### [WHAT THE TASK REQUIRES]
Repeat exactly, please, the opening lines of the data below, through and including the line where "use integration_geocoding::GeocodingConfig;" sits.

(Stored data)
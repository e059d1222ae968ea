//! Application configuration
//!
//! Layered loading: built-in defaults, then an optional `geolocate.toml`,
//! then `GEOLOCATE_*` environment variables (`__` separates nested keys,
//! e.g. `GEOLOCATE_GEOCODING__TIMEOUT_SECS=5`).

use std::path::Path;

use integration_geocoding::GeocodingConfig;
use serde::{Deserialize, Serialize};
use tracing::debug;

use crate::retry::RetryConfig;
use crate::telemetry::LoggingConfig;

/// Default configuration file name, looked up in the working directory
pub const DEFAULT_CONFIG_FILE: &str = "geolocate";

/// Prefix for environment variable overrides
pub const ENV_PREFIX: &str = "GEOLOCATE";

/// Main application configuration
#[derive(Debug, Clone, Default, Serialize, Deserialize)]
pub struct AppConfig {
    /// Geocoding provider settings
    #[serde(default)]
    pub geocoding: GeocodingConfig,

    /// Caller-side retry policy for transient geocoding failures
    #[serde(default)]
    pub retry: RetryConfig,

    /// Log output settings
    #[serde(default)]
    pub logging: LoggingConfig,
}

impl AppConfig {
    /// Load configuration from `geolocate.toml` (if present) and the environment
    ///
    /// # Errors
    ///
    /// Returns an error if a source cannot be parsed or the merged
    /// configuration is invalid.
    pub fn load() -> Result<Self, config::ConfigError> {
        Self::build(config::File::with_name(DEFAULT_CONFIG_FILE).required(false))
    }

    /// Load configuration from an explicit file, then the environment
    ///
    /// # Errors
    ///
    /// Returns an error if the file is missing or unparsable, or the merged
    /// configuration is invalid.
    pub fn load_from(path: &Path) -> Result<Self, config::ConfigError> {
        Self::build(config::File::from(path).required(true))
    }

    fn build<S>(file: S) -> Result<Self, config::ConfigError>
    where
        S: config::Source + Send + Sync + 'static,
    {
        let config = config::Config::builder()
            .add_source(file)
            .add_source(
                config::Environment::with_prefix(ENV_PREFIX)
                    .prefix_separator("_")
                    .separator("__")
                    .try_parsing(true),
            )
            .build()?;

        let app: Self = config.try_deserialize()?;
        app.validate().map_err(config::ConfigError::Message)?;

        debug!(base_url = %app.geocoding.base_url, "Configuration loaded");
        Ok(app)
    }

    /// Validate the configuration
    ///
    /// # Errors
    ///
    /// Returns a description of the first invalid setting.
    pub fn validate(&self) -> Result<(), String> {
        self.geocoding
            .validate()
            .map_err(|reason| format!("geocoding: {reason}"))?;
        self.retry
            .validate()
            .map_err(|reason| format!("retry: {reason}"))?;
        Ok(())
    }
}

### [PROBLEM SOLUTION]
repository e059d1222ae968ea
//! Application configuration
//!
//! Layered loading: built-in defaults, then an optional `geolocate.toml`,
//! then `GEOLOCATE_*` environment variables (`__` separates nested keys,
//! e.g. `GEOLOCATE_GEOCODING__TIMEOUT_SECS=5`).

use std::path::Path;

use integration_geocoding::GeocodingConfig;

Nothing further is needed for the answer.